Even when there are only villains, being a hero makes you a…
Super-powered people are inexplicably rising from the streets and there’s a big problem: Too many supervillains, not enough superheroes. Heroes are dying, and cops are dying twofold. Humanity is underpowered in the face of their onslaught, and people are suffering untold casualties trying to stem the flow.
After barely surviving a super-powered bank heist gone horribly wrong, beat cop Leo Winters vowed to try and find a way to stop them. Following a lead, he discovered two lowlifes who seemed to be able to grant a person powers… for the right price. Thing is: you don’t get to choose which power. It’s seemingly random, a crap-shoot, a risk. Will Leo decide to take that risk? And why is it that even the heroes in this world eventually break?
Collects: Suicide Risk #1-4
I have long been a fan of Mike Carey’s work – his comic-series The Unwritten and Lucifer (Vertigo) are easily among my top five favourites; and his most recent novel, The Girl With All the Gifts (Orbit) is one of my favourite reads this year. Carey’s new original ongoing series is a great one. Anyone interested in superheroes should check this out.
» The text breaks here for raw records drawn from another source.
use std::any::Any;
use std::fmt;
use std::sync::Arc;
use std::time::Instant;

use http::request::Parts;
use serde_json::Value;

use crate::error::{Error, Result};
use crate::resource::Params;
use crate::store::Store;

#[derive(Debug, Clone)]
pub struct RequestContext {
    pub trace_id: String,
    pub start_time: Instant,
}

impl RequestContext {
    pub fn new() -> Self {
        Self {
            trace_id: uuid::Uuid::new_v4().to_string(),
            start_time: Instant::now(),
        }
    }

    pub fn with_trace_id(trace_id: String) -> Self {
        Self {
            trace_id,
            start_time: Instant::now(),
        }
    }

    pub fn elapsed(&self) -> std::time::Duration {
        self.start_time.elapsed()
    }
}

impl Default for RequestContext {
    fn default() -> Self {
        Self::new()
    }
}

/// Whoever the authenticator recognised. Restlink never looks inside; it
/// only hands the value to access checks.
#[derive(Clone)]
pub struct Accessor(Arc<dyn Any + Send + Sync>);

impl Accessor {
    pub fn new<T: Send + Sync + 'static>(value: T) -> Self {
        Self(Arc::new(value))
    }

    pub fn downcast_ref<T: Send + Sync + 'static>(&self) -> Option<&T> {
        self.0.downcast_ref::<T>()
    }
}

impl fmt::Debug for Accessor {
    fn fmt(&self, f: &mut fmt::Formatter<'_>) -> fmt::Result {
        f.debug_struct("Accessor").finish_non_exhaustive()
    }
}

/// The request as an authenticator sees it.
#[derive(Debug, Clone, Copy)]
pub struct RequestInfo<'a> {
    pub parts: &'a Parts,
    /// Every query parameter, decoded, before route filtering.
    pub query: &'a Params,
}

impl<'a> RequestInfo<'a> {
    pub fn new(parts: &'a Parts, query: &'a Params) -> Self {
        Self { parts, query }
    }

    pub fn header(&self, name: &str) -> Option<&'a str> {
        self.parts.headers.get(name).and_then(|v| v.to_str().ok())
    }

    pub fn query(&self, name: &str) -> Option<&'a Value> {
        self.query.get(name)
    }

    pub fn path(&self) -> &'a str {
        self.parts.uri.path()
    }
}

/// Per-call context handed to resource actions and access checks.
#[derive(Clone, Default)]
pub struct CallContext {
    pub request: RequestContext,
    pub accessor: Option<Accessor>,
    store: Option<Arc<dyn Store>>,
}

impl CallContext {
    pub fn new(request: RequestContext) -> Self {
        Self {
            request,
            accessor: None,
            store: None,
        }
    }

    pub fn with_accessor(mut self, accessor: Option<Accessor>) -> Self {
        self.accessor = accessor;
        self
    }

    pub fn with_store(mut self, store: Option<Arc<dyn Store>>) -> Self {
        self.store = store;
        self
    }

    pub fn trace_id(&self) -> &str {
        &self.request.trace_id
    }

    /// The authenticated accessor, if it is a `T`.
    pub fn accessor<T: Send + Sync + 'static>(&self) -> Option<&T> {
        self.accessor.as_ref().and_then(|a| a.downcast_ref::<T>())
    }

    pub fn is_authenticated(&self) -> bool {
        self.accessor.is_some()
    }

    /// The store configured on the exposer.
    pub fn store(&self) -> Result<&dyn Store> {
        self.store
            .as_deref()
            .ok_or_else(|| Error::internal("No store has been configured for this exposer"))
    }
}

impl fmt::Debug for CallContext {
    fn fmt(&self, f: &mut fmt::Formatter<'_>) -> fmt::Result {
        f.debug_struct("CallContext")
            .field("request", &self.request)
            .field("accessor", &self.accessor)
            .field("store", &self.store.is_some())
            .finish()
    }
}
//! The exposed noun.
//!
//! A [`Resource`] is what ends up at `.../noun` and `.../noun/{id}`. Every
//! action is split in two: the guarded action (`get`, `post`, ...) checks
//! access and then calls the backend hook (`fetch`, `create`, ...). Override
//! the hooks to change what an action does and the access checks to change
//! who may do it.
//!
//! ```
//! use restlink::prelude::*;
//!
//! struct Weir;
//!
//! #[async_trait]
//! impl Resource for Weir {
//!     fn rest_path(&self) -> &str {
//!         "waterways/weir"
//!     }
//!
//!     fn allowed_methods(&self) -> &[Method] {
//!         &[Method::GET]
//!     }
//!
//!     async fn list_ids(&self, _ctx: &CallContext, _params: Params) -> Result<serde_json::Value> {
//!         Ok(serde_json::json!([1, 2, 3]))
//!     }
//! }
//!
//! assert_eq!(Weir.name(), "weir");
//! assert_eq!(Weir.exposed_methods().len(), 2);
//! ```

use std::path::Path;

use async_trait::async_trait;
use http::Method;
use serde_json::{Map, Value, json};

use crate::context::CallContext;
use crate::error::{Error, Result};
use crate::method_map::{MethodEntry, MethodMap};

/// Decoded query parameters, keyed by name.
pub type Params = Map<String, Value>;

#[async_trait]
pub trait Resource: Send + Sync + 'static {
    /// Where the resource lives below its API root, e.g. `"canal"` or
    /// `"waterways/canal"`.
    fn rest_path(&self) -> &str;

    /// Verbs that may be exposed. Nothing is exposed by default.
    fn allowed_methods(&self) -> &[Method] {
        &[]
    }

    fn method_map(&self) -> MethodMap {
        MethodMap::default()
    }

    /// The JSON schema published as this resource's component.
    fn component_schema(&self) -> Value {
        json!({"type": "object"})
    }

    /// Schemas the component schema refers to through
    /// `#/components/schemas/{name}`. They are added to the document beside it.
    fn schema_definitions(&self) -> Map<String, Value> {
        Map::new()
    }

    /// Read access check. `id` is `None` for listing.
    async fn can_read(&self, _ctx: &CallContext, _id: Option<&Value>) -> bool {
        true
    }

    /// Write access check. `id` is `None` for creation.
    async fn can_write(&self, _ctx: &CallContext, _id: Option<&Value>) -> bool {
        false
    }

    /// The rest path without leading or trailing slashes.
    fn path(&self) -> &str {
        self.rest_path().trim_matches('/')
    }

    /// The last path segment, without extension.
    fn name(&self) -> String {
        Path::new(self.path())
            .file_stem()
            .map(|s| s.to_string_lossy().into_owned())
            .unwrap_or_default()
    }

    /// Method map entries whose verb is allowed, in map order.
    fn exposed_methods(&self) -> Vec<MethodEntry> {
        let allowed = self.allowed_methods();
        self.method_map()
            .iter()
            .filter(|e| allowed.contains(&e.verb))
            .cloned()
            .collect()
    }

    async fn get(&self, ctx: &CallContext, id: Value, params: Params) -> Result<Value> {
        if !self.can_read(ctx, Some(&id)).await {
            return Err(denied("read", &self.name()));
        }
        self.fetch(ctx, id, params).await
    }

    async fn post(&self, ctx: &CallContext, data: Value, params: Params) -> Result<Value> {
        if !self.can_write(ctx, None).await {
            return Err(denied("write", &self.name()));
        }
        self.create(ctx, data, params).await
    }

    async fn put(&self, ctx: &CallContext, id: Value, data: Value, params: Params) -> Result<Value> {
        if !self.can_write(ctx, Some(&id)).await {
            return Err(denied("write", &self.name()));
        }
        self.update(ctx, id, data, params).await
    }

    async fn delete(&self, ctx: &CallContext, id: Value, params: Params) -> Result<Value> {
        if !self.can_write(ctx, Some(&id)).await {
            return Err(denied("write", &self.name()));
        }
        self.remove(ctx, id, params).await
    }

    async fn list(&self, ctx: &CallContext, params: Params) -> Result<Value> {
        if !self.can_read(ctx, None).await {
            return Err(denied("read", &self.name()));
        }
        self.list_ids(ctx, params).await
    }

    async fn fetch(&self, _ctx: &CallContext, _id: Value, _params: Params) -> Result<Value> {
        Err(unimplemented("get", &self.name()))
    }

    async fn create(&self, _ctx: &CallContext, _data: Value, _params: Params) -> Result<Value> {
        Err(unimplemented("post", &self.name()))
    }

    async fn update(
        &self,
        _ctx: &CallContext,
        _id: Value,
        _data: Value,
        _params: Params,
    ) -> Result<Value> {
        Err(unimplemented("put", &self.name()))
    }

    async fn remove(&self, _ctx: &CallContext, _id: Value, _params: Params) -> Result<Value> {
        Err(unimplemented("delete", &self.name()))
    }

    async fn list_ids(&self, _ctx: &CallContext, _params: Params) -> Result<Value> {
        Err(unimplemented("list", &self.name()))
    }
}

fn denied(kind: &str, name: &str) -> Error {
    Error::forbidden(format!("Accessor does not have {} access to {}", kind, name))
}

fn unimplemented(action: &str, name: &str) -> Error {
    Error::not_implemented(format!("{} does not implement {}", name, action))
}
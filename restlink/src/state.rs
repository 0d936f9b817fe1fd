//! Application state shared by hand-written routes.

use std::any::{Any, TypeId};
use std::collections::HashMap;
use std::sync::Arc;

type StateMap = HashMap<TypeId, Arc<dyn Any + Send + Sync>>;

/// A type map: at most one value per type.
#[derive(Default, Clone)]
pub struct AppState {
    inner: StateMap,
}

impl AppState {
    pub fn new() -> Self {
        Self {
            inner: HashMap::new(),
        }
    }

    /// Stores `value`, replacing a previous value of the same type.
    pub fn with<T: Send + Sync + 'static>(mut self, value: T) -> Self {
        self.insert(value);
        self
    }

    pub fn insert<T: Send + Sync + 'static>(&mut self, value: T) {
        self.inner.insert(TypeId::of::<T>(), Arc::new(value));
    }

    pub fn get<T: Send + Sync + 'static>(&self) -> Option<&T> {
        self.inner
            .get(&TypeId::of::<T>())
            .and_then(|arc| arc.downcast_ref::<T>())
    }

    pub fn contains<T: Send + Sync + 'static>(&self) -> bool {
        self.inner.contains_key(&TypeId::of::<T>())
    }
}
//! A named, versioned API and its OpenAPI document.
//!
//! An [`Api`] groups resources under `/{base}/{name}/{version}` and owns
//! the document describing them. The document is edited through
//! [`Api::with_spec`] and published as a JSON snapshot that the docs route
//! serves, so readers never see a half-applied edit.
//!
//! `Api` is a cheap handle; clones share the same document.

use std::fmt;
use std::sync::Arc;

use arc_swap::ArcSwap;
use serde_json::Value;

use crate::method_map::RouteShape;
use crate::openapi::{OpenApiSpec, Server, build_operation, endpoint_name};
use crate::resource::Resource;

#[derive(Clone)]
pub struct Api {
    inner: Arc<ApiInner>,
}

struct ApiInner {
    name: String,
    version: String,
    title: String,
    doc: ArcSwap<Document>,
}

/// A document and its JSON snapshot, swapped in together.
struct Document {
    spec: Arc<OpenApiSpec>,
    view: Arc<Value>,
}

impl Document {
    fn new(spec: OpenApiSpec) -> Self {
        let view = Arc::new(spec.to_value());
        Self {
            spec: Arc::new(spec),
            view,
        }
    }
}

impl Api {
    /// Creates an API. `name` and `version` end up in URLs and must be
    /// path-safe; `title` is only displayed.
    pub fn new(
        name: impl Into<String>,
        version: impl Into<String>,
        title: impl Into<String>,
    ) -> Self {
        let name = name.into();
        let version = version.into();
        let title = title.into();

        let spec = OpenApiSpec::new(title.clone(), version.clone());

        Self {
            inner: Arc::new(ApiInner {
                name,
                version,
                title,
                doc: ArcSwap::from_pointee(Document::new(spec)),
            }),
        }
    }

    pub fn name(&self) -> &str {
        &self.inner.name
    }

    pub fn version(&self) -> &str {
        &self.inner.version
    }

    pub fn title(&self) -> &str {
        &self.inner.title
    }

    /// Unique key of this API, `{name}_{version}`.
    pub fn key(&self) -> String {
        format!("{}_{}", self.inner.name, self.inner.version)
    }

    /// The current document.
    pub fn spec(&self) -> Arc<OpenApiSpec> {
        self.inner.doc.load().spec.clone()
    }

    /// The published JSON snapshot of the document.
    pub fn doc_view(&self) -> Arc<Value> {
        self.inner.doc.load().view.clone()
    }

    /// Modifies the document and republishes it.
    ///
    /// `f` may run more than once if the document is modified concurrently.
    ///
    /// ```
    /// use restlink::prelude::*;
    ///
    /// let api = Api::new("api", "v1", "Waterways");
    /// api.with_spec(|spec| spec.info.description = Some("Canals and locks".to_string()));
    /// assert_eq!(api.doc_view()["info"]["description"], "Canals and locks");
    /// ```
    pub fn with_spec<F>(&self, mut f: F)
    where
        F: FnMut(&mut OpenApiSpec),
    {
        self.inner.doc.rcu(|current| {
            let mut next = OpenApiSpec::clone(&current.spec);
            f(&mut next);
            Document::new(next)
        });
    }

    /// Points the document's single server at this API's root.
    pub fn doc_set_servers(&self, base_path: &str) {
        let root = self.path_root(base_path);
        self.with_spec(|spec| spec.servers = vec![Server::new(root.clone())]);
    }

    /// Adds a resource's component schema and one operation per exposed
    /// method to the document.
    pub fn doc_add_resource(&self, resource: &dyn Resource) {
        let name = resource.name();
        let schema = resource.component_schema();
        let definitions = resource.schema_definitions();
        let exposed = resource.exposed_methods();
        let general = format!("/{}", resource.path());
        let specific = format!("{}/{{id}}", general);

        self.with_spec(|spec| {
            for (key, definition) in &definitions {
                spec.components
                    .schemas
                    .insert(key.clone(), definition.clone());
            }
            spec.components.schemas.insert(name.clone(), schema.clone());

            for entry in &exposed {
                let path = match entry.shape {
                    RouteShape::General => &general,
                    RouteShape::Specific => &specific,
                };
                let operation_id =
                    endpoint_name(self.name(), self.version(), &name, &entry.verb, entry.shape);
                let operation = build_operation(&name, entry.shape, &entry.spec, operation_id);
                spec.paths
                    .entry(path.clone())
                    .or_default()
                    .set(&entry.verb, operation);
            }
        });
    }

    /// `/{base_path}/{name}/{version}`. Slashes in `base_path` are
    /// normalised, an empty base collapses.
    pub fn path_root(&self, base_path: &str) -> String {
        let segments: Vec<&str> = base_path
            .split('/')
            .chain([self.name(), self.version()])
            .filter(|s| !s.is_empty())
            .collect();
        format!("/{}", segments.join("/"))
    }

    /// The collection route of a resource below `path_root`.
    pub fn path_resource(&self, path_root: &str, resource: &dyn Resource) -> String {
        format!("{}/{}", path_root.trim_end_matches('/'), resource.path())
    }

    /// Where this API's document is served below `path_root`.
    pub fn path_docs(&self, path_root: &str) -> String {
        format!("{}/docs", path_root.trim_end_matches('/'))
    }
}

impl fmt::Display for Api {
    fn fmt(&self, f: &mut fmt::Formatter<'_>) -> fmt::Result {
        write!(f, "<API {} {}>", self.inner.name, self.inner.version)
    }
}

impl fmt::Debug for Api {
    fn fmt(&self, f: &mut fmt::Formatter<'_>) -> fmt::Result {
        f.debug_struct("Api")
            .field("name", &self.inner.name)
            .field("version", &self.inner.version)
            .field("title", &self.inner.title)
            .finish()
    }
}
Suicide Risk is a brilliant new series. Like another Boom-published favourite, Irredeemable, it examines what we think it means to be a hero, the nature of power, and how humans deal with and confront the powerful. True, deconstructing the super-hero myth is not new, but Carey has managed to find a great, original spin on the subversion. Volume 1 ends on a cliffhanger that will have you desperate for book two. It’s still early days, so we’re only just getting the first glimpses of the larger story. Nevertheless, this book offers a great introduction to both the world Carey & Co. have created, as well as the place of superheroes within it.
The artwork, by Elena Casagrande (Hulk, Hack/Slash) is great, and beautiful throughout. It’s distinctive, but not in a way that is jarring or impenetrable (thankfully – I am still on the fence about styles that are a little too envelope-pushing, or take too many cues from Picasso…).
This is a great, gorgeous book, and I can’t wait to read the second book. Luckily, I already have it, so expect it to feature here very soon. Highly recommended.